# 🏠 Kaggle Competition for House Prices 💵: Advanced Regression Techniques 
***

# 📤 Import the Libraries

In [None]:
!pip install -q hvplot

In [None]:
import numpy as np
import pandas as pd
import matplotlib.pyplot as plt
import seaborn as sns
import hvplot.pandas

import optuna
import xgboost as xgb
from optuna.samplers import TPESampler
from sklearn.impute import SimpleImputer
from sklearn.preprocessing import OneHotEncoder, StandardScaler
from sklearn.compose import make_column_transformer
from sklearn.model_selection import train_test_split, KFold
from sklearn.metrics import mean_squared_error

%matplotlib inline

pd.pandas.set_option('display.max_columns', None)
pd.pandas.set_option('display.max_rows', 100)

# 💾 Load Data

In [None]:
train = pd.read_csv('../input/house-prices-advanced-regression-techniques/train.csv')
test = pd.read_csv('../input/house-prices-advanced-regression-techniques/test.csv')
sample_submission = pd.read_csv('../input/house-prices-advanced-regression-techniques/sample_submission.csv')

train.head()

In [None]:
test.head()

In [None]:
sample_submission.head()

# 📊 Exploratory Data Analysis (EDA)

In Data Analysis We will Analyze To Find out the below stuff
1. Missing Values
1. All The Numerical Variables
1. Distribution of the Numerical Variables
1. Categorical Variables
1. Cardinality of Categorical Variables
1. Outliers
1. Relationship between independent and dependent feature(SalePrice)

In [None]:
print(f"Train data shape {train.shape}")
print(f"Trest data shape {test.shape}")

In [None]:
train.hvplot.hist("SalePrice", title="Sales Price Distribution")

In [None]:
train['SalePrice'].describe()

In [None]:
train[train['SalePrice']>500000].shape

Only 9 houses in  training data has a sales price more then 500000.

## Missing Values

In [None]:
missing = train.isnull().sum()
missing = missing[missing > 0]
missing.sort_values(inplace=True)
missing.hvplot.barh(title="Missing Values (Training Data)")

In [None]:
missing = test.isnull().sum()
missing = missing[missing > 0]
missing.sort_values(inplace=True)
missing.hvplot.barh(title="Missing Values (Testing Data)", height=500)

In [None]:
train_missing = []
for column in train.columns:
    if train[column].isna().sum() != 0:
        missing = train[column].isna().sum()
        print(f"{column:-<{30}}: {missing} ({missing / train.shape[0] * 100:.2f}%)")
        if missing > train.shape[0] / 3:
            train_missing.append(column)

In [None]:
test_missing = []
for column in test.columns:
    if test[column].isna().sum() != 0:
        missing = test[column].isna().sum()
        print(f"{column:-<{30}}: {missing} ({missing / test.shape[0] * 100:.2f}%)")
        if missing > test.shape[0] / 3:
            test_missing.append(column)

In [None]:
print(f"{train_missing}")
print(f"{test_missing}")

In [None]:
train.drop(train_missing, axis=1, inplace=True)
test.drop(train_missing, axis=1, inplace=True)
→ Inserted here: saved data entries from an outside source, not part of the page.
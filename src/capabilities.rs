//! Server capability declarations.
//!
//! This module returns the `ServerCapabilities` struct that tells the
//! client which LSP features this server supports.

use tower_lsp::lsp_types::*;

/// Returns the server capabilities to be sent during initialization.
///
/// Declares:
/// - Full text document sync (open/change/close)
/// - Completion
/// - Hover
/// - Whole document formatting
pub fn server_capabilities() -> ServerCapabilities {
    ServerCapabilities {
        // Full document sync - receive the entire document on each change
        text_document_sync: Some(TextDocumentSyncCapability::Options(
            TextDocumentSyncOptions {
                open_close: Some(true),
                change: Some(TextDocumentSyncKind::FULL),
                save: Some(SaveOptions::default().into()),
                ..Default::default()
            },
        )),
        completion_provider: Some(CompletionOptions::default()),
        hover_provider: Some(HoverProviderCapability::Simple(true)),
        document_formatting_provider: Some(OneOf::Left(true)),
        ..Default::default()
    }
}
//! Completion candidates for the body enclosing the cursor.

use hcl_edit::structure::Body;
use tower_lsp::lsp_types::{
    CompletionItem, CompletionItemKind, Documentation, InsertTextFormat, MarkupContent, MarkupKind,
};

use crate::resolver::{self, Resolution};
use crate::schema::{AttributeSchema, DefaultValue, LiteralKind, SchemaMap};

/// Produce completion candidates at `offset`.
///
/// Candidates are only offered for the innermost body enclosing the cursor:
/// skeleton snippets for every nested block kind the schema knows there,
/// and assignment snippets for attributes not yet set. A position the
/// schema cannot describe yields an empty list, never an error.
pub fn completions(body: &Body, offset: usize, schemas: &SchemaMap) -> Vec<CompletionItem> {
    let Resolution::Terminal(matched) = resolver::resolve_at(body, offset, schemas, false) else {
        return Vec::new();
    };

    let mut items = Vec::new();

    for block in matched.schema.blocks {
        items.push(CompletionItem {
            label: block.name.to_string(),
            kind: Some(CompletionItemKind::CLASS),
            detail: Some("block".to_string()),
            documentation: Some(markdown(block.description)),
            insert_text: Some(block_snippet(block.name, block.labeled, matched.depth)),
            insert_text_format: Some(InsertTextFormat::SNIPPET),
            ..Default::default()
        });
    }

    for attribute in matched.schema.attributes {
        if declared(matched.body, attribute.name) {
            continue;
        }
        // Nothing useful to insert without a literal type constraint.
        let Some(value_type) = attribute.value_type else {
            continue;
        };
        items.push(CompletionItem {
            label: attribute.name.to_string(),
            kind: Some(CompletionItemKind::FIELD),
            detail: Some(value_type.friendly_name().to_string()),
            documentation: Some(markdown(attribute.description)),
            insert_text: Some(attribute_snippet(attribute, value_type)),
            insert_text_format: Some(InsertTextFormat::SNIPPET),
            ..Default::default()
        });
    }

    items.sort_by(|a, b| a.label.cmp(&b.label).then_with(|| kind_rank(a).cmp(&kind_rank(b))));
    items.dedup_by(|a, b| a.label == b.label);
    items
}

fn kind_rank(item: &CompletionItem) -> u8 {
    match item.kind {
        Some(CompletionItemKind::CLASS) => 0,
        _ => 1,
    }
}

fn declared(body: &Body, name: &str) -> bool {
    body.get_attribute(name).is_some()
}

fn markdown(value: &str) -> Documentation {
    Documentation::MarkupContent(MarkupContent {
        kind: MarkupKind::Markdown,
        value: value.to_string(),
    })
}

/// Skeleton snippet for a nested block, indented one tab per nesting level.
fn block_snippet(name: &str, labeled: bool, depth: usize) -> String {
    let indent = "\t".repeat(depth);
    if labeled {
        format!("{name} \"${{1:name}}\" {{\n{indent}$0\n}}")
    } else {
        format!("{name} {{\n{indent}$0\n}}")
    }
}

/// Assignment snippet shaped by the attribute's literal type, with the
/// schema default pre-selected when one is known.
fn attribute_snippet(attribute: &AttributeSchema, value_type: LiteralKind) -> String {
    let name = attribute.name;
    if let Some(default) = &attribute.default {
        if let Some(snippet) = default_snippet(name, value_type, default) {
            return snippet;
        }
    }
    match value_type {
        LiteralKind::String => format!("{name} = \"$0\""),
        LiteralKind::Bool => format!("{name} = $0"),
        LiteralKind::ListOfString => format!("{name} = [$0]"),
        LiteralKind::MapOfString => format!("{name} = {{$0}}"),
        LiteralKind::Number => format!("{name} = "),
    }
}

/// A default that does not fit the declared type is skipped rather than
/// rendered wrong.
fn default_snippet(name: &str, value_type: LiteralKind, default: &DefaultValue) -> Option<String> {
    match (value_type, default) {
        (LiteralKind::String, DefaultValue::Str(value)) => {
            Some(format!("{name} = \"${{0:{value}}}\""))
        }
        (LiteralKind::Number, DefaultValue::Num(value)) => Some(format!("{name} = ${{0:{value}}}")),
        (LiteralKind::Bool, DefaultValue::Bool(value)) => Some(format!("{name} = ${{0:{value}}}")),
        (LiteralKind::ListOfString, DefaultValue::List(values)) => {
            let joined = values
                .iter()
                .map(|value| format!("\"{value}\""))
                .collect::<Vec<_>>()
                .join(", ");
            Some(format!("{name} = [${{0:{joined}}}]"))
        }
        (LiteralKind::MapOfString, DefaultValue::Map(pairs)) => {
            let joined = pairs
                .iter()
                .map(|(key, value)| format!("\"{key}\" = \"{value}\""))
                .collect::<Vec<_>>()
                .join(", ");
            Some(format!("{name} = {{${{0:{joined}}}}}"))
        }
        _ => None,
    }
}

#[cfg(test)]
mod tests {
    use super::*;
    use crate::schema::SchemaMap;

    const JOB: &str = r#"
job "web" {
  type = "service"

  group "api" {
    count = 2

    service {
      name = "api"
      port = "http"

    }
  }
}
"#;

    fn parse(source: &str) -> Body {
        hcl_edit::parser::parse_body(source).expect("fixture parses")
    }

    fn labels(items: &[CompletionItem]) -> Vec<&str> {
        items.iter().map(|i| i.label.as_str()).collect()
    }

    #[test]
    fn service_body_offers_check_block_and_unset_attributes() {
        let body = parse(JOB);
        let schemas = SchemaMap::new();
        let offset = JOB.find("port = \"http\"").unwrap() + "port = \"http\"\n".len();
        let items = completions(&body, offset, &schemas);
        let labels = labels(&items);

        assert!(labels.contains(&"check"), "{labels:?}");
        assert!(labels.contains(&"provider"), "{labels:?}");
        assert!(!labels.contains(&"name"), "already declared: {labels:?}");
        assert!(!labels.contains(&"port"), "already declared: {labels:?}");
    }

    #[test]
    fn completion_is_idempotent_and_free_of_duplicates() {
        let body = parse(JOB);
        let schemas = SchemaMap::new();
        let offset = JOB.find("count = 2").unwrap();
        let first = completions(&body, offset, &schemas);
        let second = completions(&body, offset, &schemas);
        assert_eq!(labels(&first), labels(&second));

        let mut seen = std::collections::HashSet::new();
        for item in &first {
            assert!(seen.insert(item.label.clone()), "duplicate {}", item.label);
        }
    }

    #[test]
    fn labeled_blocks_get_a_label_placeholder() {
        let body = parse(JOB);
        let schemas = SchemaMap::new();
        let offset = JOB.find("count = 2").unwrap();
        let items = completions(&body, offset, &schemas);

        let task = items.iter().find(|i| i.label == "task").unwrap();
        assert_eq!(
            task.insert_text.as_deref(),
            Some("task \"${1:name}\" {\n\t\t\t$0\n}")
        );
        let restart = items.iter().find(|i| i.label == "restart").unwrap();
        assert_eq!(restart.insert_text.as_deref(), Some("restart {\n\t\t\t$0\n}"));
    }

    #[test]
    fn defaults_are_prefilled_per_type() {
        let body = parse(JOB);
        let schemas = SchemaMap::new();
        // Top of the job body, where most attributes are still unset.
        let offset = JOB.find("type = \"service\"").unwrap() + "type = \"service\"\n".len();
        let items = completions(&body, offset, &schemas);

        let by_label = |label: &str| {
            items
                .iter()
                .find(|i| i.label == label)
                .unwrap_or_else(|| panic!("missing {label}"))
                .insert_text
                .as_deref()
                .unwrap()
        };
        assert_eq!(by_label("region"), "region = \"${0:global}\"");
        assert_eq!(by_label("priority"), "priority = ${0:50}");
        assert_eq!(by_label("all_at_once"), "all_at_once = ${0:false}");
        assert_eq!(by_label("datacenters"), "datacenters = [${0:\"*\"}]");
        // No default on `name`: plain quoted placeholder.
        assert_eq!(by_label("name"), "name = \"$0\"");
    }

    #[test]
    fn declared_attribute_is_excluded_at_the_terminal_level_only() {
        let body = parse(JOB);
        let schemas = SchemaMap::new();
        let offset = JOB.find("type = \"service\"").unwrap() + "type = \"service\"\n".len();
        let items = completions(&body, offset, &schemas);
        assert!(!labels(&items).contains(&"type"));
    }

    #[test]
    fn unknown_driver_config_produces_no_candidates() {
        let source = r#"
job "web" {
  group "api" {
    task "server" {
      driver = "podman"

      config {
        image = "nginx:1.25"
      }
    }
  }
}
"#;
        let body = parse(source);
        let schemas = SchemaMap::new();
        let offset = source.find("image =").unwrap();
        assert!(completions(&body, offset, &schemas).is_empty());
    }
}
## `MSSubClass`, `MSZoning`

In [None]:
print(f"MSZoning number of unique values (Train): {train['MSZoning'].nunique()}")
print(f"MSZoning number of unique values (Test): {test['MSZoning'].nunique()}")

print(f"MSSubClass number of unique values (Train): {train['MSSubClass'].nunique()}")
print(f"MSSubClass number of unique values (Test): {test['MSSubClass'].nunique()}")

In [None]:
all_columns = train.columns.to_list()

In [None]:
train['MSSubClass'].value_counts().hvplot.bar(title="MSSubClass (Trainig Data)")

In [None]:
test['MSSubClass'].value_counts().hvplot.bar(title="MSSubClass (Testing Data)")

## `LotArea`, `LotFrontage`, `LotShape`, `LotConfig`

In [None]:
print(f"LotArea number of unique values (Train): {train['LotArea'].nunique()}")
print(f"LotArea number of unique values (Test): {test['LotArea'].nunique()}")

print(f"LotFrontage number of unique values (Train): {train['LotFrontage'].nunique()}")
print(f"LotFrontage number of unique values (Test): {test['LotFrontage'].nunique()}")

print(f"LotShape number of unique values (Train): {train['LotShape'].nunique()}")
print(f"LotShape number of unique values (Test): {test['LotShape'].nunique()}")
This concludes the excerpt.